Sudden Death Looms for Oaks - sudden oak death tree disease hits Marin County, CA

American Forests, Summer, 2001 by Mary M. Woodsen

A swift-moving disease threatens California's signature tree, among others--and raises the specter of Dutch elm disease and chestnut blight.

It's not an obsession; after all, Kent Julin gets paid for looking at trees. Still, each day when he comes home he can't help but examine the two young coast live oak trees in his yard. Sometimes he imagines the bark of the Quercus agrifolia suddenly flecked with oozing, dark-hued droplets, though a closer look finds nothing amiss. In a passing breeze he even imagines spores lighting on the trees, although spores, the reproductive essence of microorganisms, are way too small to see.

But as forester for Marin County, California, Julin is all too aware that his trees, healthy though they appear, are at almost certain risk of contracting a new and deadly disease: sudden oak death (SOD).

Marin County is ground zero for sudden oak death. The disease was first reported in 1995 on a clump of tanoaks (Lithocarpus densiflorus), relatives of both oaks and chestnuts. The effected trees were in a backyard in Mill Valley--the Bay Area burg was Julin's boyhood home. By '97 the disease had appeared on coast live oaks and California black oaks (Quercus kelloggii), but in such low numbers that few people paid attention.

That changed when the disease hit big time in the summer of '99. Now tens of thousands of dead and dying trees mark the backyards and byways that wind among Mann's lovely hills. Santa Cruz County is just as bad off, and the disease is moving with lethal speed through Monterey, Napa, Sonoma, San Mateo, and Santa Clara counties.

This poses both ecological and economic angst. Wherever trees die en masse, erosion, stormwater runoff, and the threat of wildfires follow; watersheds can become more drought-prone, landslides more likely, and wildlife habitat deteriorated. Homeowners' property values can drop, for just one coast live oak--California's signature tree--can add upward of $10,000 to the worth of a home. Plus those dying trees have to be removed at close to $1,000 a pop.

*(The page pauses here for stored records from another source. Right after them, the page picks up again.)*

// Extended SQLiteCheckpointer methods (not part of base Checkpointer trait)
impl SQLiteCheckpointer {
    /// Query step history with filtering and pagination.
    ///
    /// This method provides comprehensive access to checkpoint history with
    /// support for filtering by step range, node execution, and pagination
    /// for efficient access to large histories.
    ///
    /// # Parameters
    ///
    /// * `session_id` - Session to query
    /// * `query` - Filter and pagination parameters
    ///
    /// # Returns
    ///
    /// * `Ok(StepQueryResult)` - Matching checkpoints with pagination info
    /// * `Err(CheckpointerError)` - Query execution failure
    ///
    /// # Examples
    ///
    /// ```rust,no_run
    /// use vantage::runtimes::checkpointer_sqlite::{SQLiteCheckpointer, StepQuery};
    /// use vantage::types::NodeKind;
    ///
    /// # async fn example() -> Result<(), Box<dyn std::error::Error>> {
    /// let checkpointer = SQLiteCheckpointer::connect("sqlite://app.db").await?;
    ///
    /// // Get recent steps with pagination
    /// let query = StepQuery {
    ///     limit: Some(10),
    ///     offset: Some(0),
    ///     min_step: Some(5),
    ///     ..Default::default()
    /// };
    ///
    /// let result = checkpointer.query_steps("session1", query).await?;
    /// println!("Found {} steps", result.page_info.page_size);
    /// # Ok(())
    /// # }
    /// ```
    #[instrument(skip(self), err)]
    pub async fn query_steps(&self, session_id: &str, query: StepQuery) -> Result<StepQueryResult> {
        // Build WHERE clause conditions
        let mut conditions = vec!["session_id = ?1".to_string()];
        let mut param_count = 1;

        if query.min_step.is_some() {
            param_count += 1;
            conditions.push(format!("step >= ?{param_count}"));
        }
        if query.max_step.is_some() {
            param_count += 1;
            conditions.push(format!("step <= ?{param_count}"));
        }
        if query.ran_node.is_some() {
            param_count += 1;
            conditions.push(format!(
                "JSON_EXTRACT(ran_nodes_json, '$') LIKE ?{param_count}"
            ));
        }
        if query.skipped_node.is_some() {
            param_count += 1;
            conditions.push(format!(
                "JSON_EXTRACT(skipped_nodes_json, '$') LIKE ?{param_count}"
            ));
        }

        let where_clause = conditions.join(" AND ");

        // Count total matching records
        let count_sql = format!("SELECT COUNT(*) as total FROM steps WHERE {where_clause}");

        let limit = query.limit.unwrap_or(100).min(1000); // Cap at 1000
        let offset = query.offset.unwrap_or(0);

        // Query with pagination
        let select_sql = format!(
            r#"SELECT
                session_id, step, state_json, frontier_json, versions_seen_json,
                ran_nodes_json, skipped_nodes_json, updated_channels_json, created_at
               FROM steps
               WHERE {where_clause}
               ORDER BY step DESC
               LIMIT {limit} OFFSET {offset}"#
        );

        // Execute count query
        let mut count_query = sqlx::query(&count_sql).bind(session_id);
        if let Some(min_step) = query.min_step {
            count_query = count_query.bind(min_step as i64);
        }
        if let Some(max_step) = query.max_step {
            count_query = count_query.bind(max_step as i64);
        }
        if let Some(ran_node) = &query.ran_node {
            count_query = count_query.bind(format!("%{}%", ran_node.encode()));
        }
        if let Some(skipped_node) = &query.skipped_node {
            count_query = count_query.bind(format!("%{}%", skipped_node.encode()));
        }

        let total_count: i64 = count_query
            .fetch_one(&*self.pool)
            .await
            .map_err(|e| CheckpointerError::Backend {
                message: format!("count query: {e}"),
            })?
            .get("total");

        // Execute select query
        let mut select_query = sqlx::query(&select_sql).bind(session_id);
        if let Some(min_step) = query.min_step {
            select_query = select_query.bind(min_step as i64);
        }
        if let Some(max_step) = query.max_step {
            select_query = select_query.bind(max_step as i64);
        }
        if let Some(ran_node) = &query.ran_node {
            select_query = select_query.bind(format!("%{}%", ran_node.encode()));
        }
        if let Some(skipped_node) = &query.skipped_node {
            select_query = select_query.bind(format!("%{}%", skipped_node.encode()));
        }

        let rows =
            select_query
                .fetch_all(&*self.pool)
                .await
                .map_err(|e| CheckpointerError::Backend {
                    message: format!("select query: {e}"),
                })?;

        // Convert rows to checkpoints
        let mut checkpoints = Vec::new();
        for row in rows {
            let checkpoint = self.row_to_checkpoint(session_id, &row).await?;
            checkpoints.push(checkpoint);
        }

        let page_info = PageInfo {
            total_count: total_count as u64,
            page_size: checkpoints.len() as u32,
            offset,
            has_next_page: (offset + limit) < total_count as u32,
        };

        Ok(StepQueryResult {
            checkpoints,
            page_info,
        })
    }

    /// Save a checkpoint with optimistic concurrency control.
    ///
    /// This method prevents concurrent modifications by checking that the
    /// session's last step matches the expected value before saving.
    /// This ensures checkpoint sequence integrity in multi-writer scenarios.
    ///
    /// # Parameters
    ///
    /// * `checkpoint` - The checkpoint to save
    /// * `expected_last_step` - Expected current step number (for concurrency control)
    ///
    /// # Returns
    ///
    /// * `Ok(())` - Checkpoint saved successfully
    /// * `Err(CheckpointerError::Backend)` - Concurrency conflict or storage error
    ///
    /// # Examples
    ///
    /// ```rust,no_run
    /// use vantage::runtimes::checkpointer_sqlite::SQLiteCheckpointer;
    ///
    /// # async fn example() -> Result<(), Box<dyn std::error::Error>> {
    /// let checkpointer = SQLiteCheckpointer::connect("sqlite://app.db").await?;
    /// # let checkpoint = todo!();
    ///
    /// // Save step 5, expecting current step to be 4
    /// match checkpointer.save_with_concurrency_check(checkpoint, Some(4)).await {
    ///     Ok(()) => println!("Checkpoint saved successfully"),
    ///     Err(e) => println!("Concurrency conflict or error: {}", e),
    /// }
    /// # Ok(())
    /// # }
    /// ```
    #[instrument(skip(self, checkpoint), err)]
    pub async fn save_with_concurrency_check(
        &self,
        checkpoint: Checkpoint,
        expected_last_step: Option<u64>,
    ) -> Result<()> {
        // Serialize checkpoint data
        let persisted_state = PersistedState::from(&checkpoint.state);
        let state_json = serialize_json(&persisted_state, "state")?;
        let frontier_enc: Vec<String> = checkpoint.frontier.iter().map(|k| k.encode()).collect();
        let frontier_json = serialize_json(&frontier_enc, "frontier")?;
        let persisted_vs = PersistedVersionsSeen(checkpoint.versions_seen.clone());
        let versions_seen_json = serialize_json(&persisted_vs, "versions_seen")?;
        let ran_nodes_enc: Vec<String> = checkpoint.ran_nodes.iter().map(|k| k.encode()).collect();
        let ran_nodes_json = serialize_json(&ran_nodes_enc, "ran_nodes")?;
        let skipped_nodes_enc: Vec<String> = checkpoint
            .skipped_nodes
            .iter()
            .map(|k| k.encode())
            .collect();
        let skipped_nodes_json = serialize_json(&skipped_nodes_enc, "skipped_nodes")?;
        let updated_channels_json =
            serialize_json(&checkpoint.updated_channels, "updated_channels")?;

        let mut tx = self
            .pool
            .begin()
            .await
            .map_err(|e| CheckpointerError::Backend {
                message: format!("tx begin: {e}"),
            })?;

        // Check concurrency constraint if specified
        if let Some(expected_step) = expected_last_step {
            let current_step: Option<i64> =
                sqlx::query_scalar("SELECT last_step FROM sessions WHERE id = ?1")
                    .bind(&checkpoint.session_id)
                    .fetch_optional(&mut *tx)
                    .await
                    .map_err(|e| CheckpointerError::Backend {
                        message: format!("concurrency check: {e}"),
                    })?;

            match current_step {
                Some(step) if step != expected_step as i64 => {
                    return Err(CheckpointerError::Backend {
                        message: format!(
                            "concurrency conflict: expected step {}, found {}",
                            expected_step, step
                        ),
                    });
                }
                None if expected_step != 0 => {
                    return Err(CheckpointerError::Backend {
                        message: format!(
                            "concurrency conflict: session not found, expected step {}",
                            expected_step
                        ),
                    });
                }
                _ => {} // Check passed
            }
        }

        // Ensure session row exists
        sqlx::query(
            r#"
            INSERT OR IGNORE INTO sessions (id, concurrency_limit)
            VALUES (?1, ?2)
        "#,
        )
        .bind(&checkpoint.session_id)
        .bind(checkpoint.concurrency_limit as i64)
        .execute(&mut *tx)
        .await
        .map_err(|e| CheckpointerError::Backend {
            message: format!("insert session: {e}"),
        })?;

        // Insert step row (fail if step already exists to prevent overwrites)
        sqlx::query(
            r#"
            INSERT INTO steps (
                session_id,
                step,
                state_json,
                frontier_json,
                versions_seen_json,
                ran_nodes_json,
                skipped_nodes_json,
                updated_channels_json
            ) VALUES (?1, ?2, ?3, ?4, ?5, ?6, ?7, ?8)
        "#,
        )
        .bind(&checkpoint.session_id)
        .bind(checkpoint.step as i64)
        .bind(&state_json)
        .bind(&frontier_json)
        .bind(&versions_seen_json)
        .bind(&ran_nodes_json)
        .bind(&skipped_nodes_json)
        .bind(&updated_channels_json)
        .execute(&mut *tx)
        .await
        .map_err(|e| CheckpointerError::Backend {
            message: format!("insert step: {e}"),
        })?;

        tx.commit().await.map_err(|e| CheckpointerError::Backend {
            message: format!("tx commit: {e}"),
        })?;

        Ok(())
    }

    /// Helper to convert a database row to a Checkpoint.
    async fn row_to_checkpoint(
        &self,
        session_id: &str,
        row: &sqlx::sqlite::SqliteRow,
    ) -> Result<Checkpoint> {
        let step: i64 = row.get("step");
        let state_json: String = row.get("state_json");
        let frontier_json: String = row.get("frontier_json");
        let versions_seen_json: String = row.get("versions_seen_json");
        let ran_nodes_json: String = row.get("ran_nodes_json");
        let skipped_nodes_json: String = row.get("skipped_nodes_json");
        let updated_channels_json: String = row.get("updated_channels_json");
        let created_at_str: String = row.get("created_at");

        // Deserialize using persistence models
        let state_val: Value = deserialize_json(&state_json, "state")?;
        let frontier_val: Value = deserialize_json(&frontier_json, "frontier")?;
        let versions_seen_val: Value = deserialize_json(&versions_seen_json, "versions_seen")?;
        let ran_nodes_val: Value = deserialize_json(&ran_nodes_json, "ran_nodes")?;
        let skipped_nodes_val: Value = deserialize_json(&skipped_nodes_json, "skipped_nodes")?;
        let updated_channels_val: Value =
            deserialize_json(&updated_channels_json, "updated_channels")?;

        let persisted_state: PersistedState = deserialize_json_value(state_val, "state")?;
        let state =
            VersionedState::try_from(persisted_state).map_err(|e| CheckpointerError::Other {
                message: format!("state convert: {e}"),
            })?;

        let frontier: Vec<NodeKind> = frontier_val
            .as_array()
            .ok_or_else(|| CheckpointerError::Other {
                message: "frontier not array".to_string(),
            })?
            .iter()
            .filter_map(|v| v.as_str())
            .map(NodeKind::decode)
            .collect();

        let ran_nodes: Vec<NodeKind> = ran_nodes_val
            .as_array()
            .ok_or_else(|| CheckpointerError::Other {
                message: "ran_nodes not array".to_string(),
            })?
            .iter()
            .filter_map(|v| v.as_str())
            .map(NodeKind::decode)
            .collect();

        let skipped_nodes: Vec<NodeKind> = skipped_nodes_val
            .as_array()
            .ok_or_else(|| CheckpointerError::Other {
                message: "skipped_nodes not array".to_string(),
            })?
            .iter()
            .filter_map(|v| v.as_str())
            .map(NodeKind::decode)
            .collect();

        let updated_channels: Vec<String> = updated_channels_val
            .as_array()
            .ok_or_else(|| CheckpointerError::Other {
                message: "updated_channels not array".to_string(),
            })?
            .iter()
            .filter_map(|v| v.as_str())
            .map(|s| s.to_string())
            .collect();

        let persisted_vs: PersistedVersionsSeen =
            deserialize_json_value(versions_seen_val, "versions_seen")?;
        let versions_seen = persisted_vs.0;

        let created_at = DateTime::parse_from_rfc3339(&created_at_str)
            .map(|dt| dt.with_timezone(&Utc))
            .unwrap_or_else(|_| Utc::now());

        Ok(Checkpoint {
            session_id: session_id.to_string(),
            step: step as u64,
            state,
            frontier,
            versions_seen,
            concurrency_limit: 1, // Will need to be retrieved from session table if needed
            created_at,
            ran_nodes,
            skipped_nodes,
            updated_channels,
        })
    }
}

And there's no cure in sight.

Adding to Californians' fears (along with those of horticulturists, plant pathologists, and foresters around the world) was an announcement in January that a disease on rhododendron nursery stock in Santa Cruz County--and a disease on rhododendrons in Germany and The Netherlands--was none other than sudden oak death. Oaks may not be big-ticket items in the national and international nursery trade, but rhododendrons are. And global trade drives the rapidly increasing spread of every class of invasive organisms.

Could SOD spread to other species of oak in North America? Perhaps. A worst case scenario would be one or more of our beautiful oaks proving so susceptible that a plague comparable to Dutch elm disease or chestnut blight would sweep major ecosystems, even continent-wide.

And what about native rhododendrous; are they also in danger? It's simply too early to tell, says Susan Frankel, a Forest Service plant pathologist and head of the California Oak Mortality Task Force, "The California Native Plant Society has an amazing database; they know where many of California's two native species of rhododendrons are located. We'll be hiking out to look for signs of disease as the season progresses. Fortunately, while rhodies are highly susceptible to several different phytophthoras, it's rare they die from them."

Then in February researchers found SOD on native evergreen huckleherry, a rhododendron relative, in California's Muir Woods. The huckleberries died to the ground, which raises the specter of blueberries and cranberries succumbing as well. The huckleberry is native throughout the Pacific Northwest, providing yet another avenue for spread of the disease.

Researchers likewise found SOD on Shreve's oak (Quercus parvula var. shrevei) a locally common denizen of coastal areas. By April, SOD had turned up on rhododendron relatives Pacific madrone (Arbutus menziesii) and hay laurel (Umbellularia californca), as well as viburnums in Germany, which raises concern not only for our native viburnums but for their relatives, honeysuckles and elderberries.

What causes sudden oak death? Though most reports call it a new and yet-unnamed fungal species in the genus Phytophthora (fy-tof-thor-a), it isn't--quite. Formerly classified as fungi, phytophthoras are adaptable and aggressive algae-like pathogens. (It was a phytophthora that precipitated the Irish potato famine in the mid-19th century.)

Nor are these pathogens new to California or its oaks. At least two related species attack oaks inadvertently overwatered by homeowners caring for their lawns, and the symptoms mimic SOD. Still, this phytoplithora could spread faster and further than most. Its spores are carried by soil and rain-splash and may be airborne as well.

Regardless how the tree becomes infected, the symptoms of sudden oak death are similar. Often the first sign is black or burgundy sap oozing from tiny holes in the bark; soon after, the tree wilts, turning starkly brown. Yet "sudden oak death" is a misnomer, says Frankel. "Trees are affected long before the symptoms show. By the time you see that oozing sap, your tree is almost dead. The pathogen has already attacked the bark, killing the tissue that carries sugars from the leaves to the roots and essentially girdling the tree."